The Thirteen Club (13 Club) is a secret society at the College of William & Mary, founded in 1890, and noted for its philanthropic practices. Little information has been made public regarding their campus activities. In fact, the society maintains such a high level of secrecy that even members' wives and children are unaware of their membership. Such was the case of Louise Kale, Director of William and Mary's Historic Campus, who only became aware of her father's membership after his death. In recent years, they have allowed for outside communication through their campaign "Be Here Now."

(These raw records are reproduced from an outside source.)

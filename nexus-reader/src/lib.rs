//! # nexus-reader
//!
//! A character reader that prefetches a slow, blocking source on a
//! background thread.
//!
//! [`ParallelReader`] pairs a consumer-facing read API with a fill loop
//! that pulls chunks from an upstream [`CharSource`] and publishes them
//! into a [`nexus_ring`] SPSC ring buffer. The consumer never touches the
//! upstream source directly: it takes characters from the ring, and only
//! waits when the ring is empty while the fill loop is still running.
//!
//! ```text
//! ┌──────────┐  read_chars  ┌───────────┐  write_from  ┌──────┐  read/pop  ┌────────┐
//! │ upstream │─────────────▶│ fill loop │─────────────▶│ ring │───────────▶│ caller │
//! └──────────┘              └───────────┘   (tail)     └──────┘   (head)   └────────┘
//! ```
//!
//! # Example
//!
//! ```
//! use nexus_reader::{ParallelReader, Utf8Source};
//!
//! let input = "HELLO WORLD".as_bytes();
//! let mut reader = ParallelReader::builder()
//!     .ring_buffer_size(64)
//!     .open(Utf8Source::new(input))
//!     .unwrap();
//!
//! let mut buf = ['\0'; 20];
//! let mut total = 0;
//! loop {
//!     let n = reader.read(&mut buf[total..]).unwrap();
//!     if n == 0 {
//!         break;
//!     }
//!     total += n;
//! }
//! assert_eq!(buf[..total].iter().collect::<String>(), "HELLO WORLD");
//! reader.close().unwrap();
//! ```
//!
//! # Waiting
//!
//! Neither side blocks on an OS primitive. When one side cannot make
//! progress it calls the configured [`WaitingStrategy`]; the default,
//! [`ParkNanos`], parks for the shortest timeout the platform offers.
//! There is no read timeout; wrap the strategy or the call site if one is
//! needed.
//!
//! # Scheduling
//!
//! Fill loops run on a [`Scheduler`]. The default is a process-wide
//! [`WorkerPool`] sized by the available parallelism, or a
//! [`ThreadPerTask`] on single-core machines. A fill loop holds its
//! worker until its stream ends or is closed.

#![warn(missing_docs)]
#![warn(clippy::all)]
#![allow(clippy::module_name_repetitions)]

mod error;
mod fill;
mod reader;
mod scheduler;
mod source;
mod wait;

pub use error::{BuildError, UpstreamError};
pub use reader::{
    Builder, Chars, DEFAULT_READ_BUFFER_SIZE, DEFAULT_RING_BUFFER_SIZE, ParallelReader,
};
pub use scheduler::{Scheduler, Task, ThreadPerTask, WorkerPool, default_scheduler};
pub use source::{CharSource, StrSource, Utf8Source};
pub use wait::{BusySpin, ParkNanos, Sleep, WaitingStrategy, Yield};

Although there are a number of other secret societies with the phrase "Thirteen Club" in their name, there is no known evidence connecting the groups. One such society is the Thirteen Club created in 1880 to debunk the superstition of "13 at a table" being unlucky. By 1887, the Thirteen Club was 400-strong, over time gaining five U.S. Presidents as honorary members: Chester Arthur, Grover Cleveland, Benjamin Harrison, William McKinley and Theodore Roosevelt.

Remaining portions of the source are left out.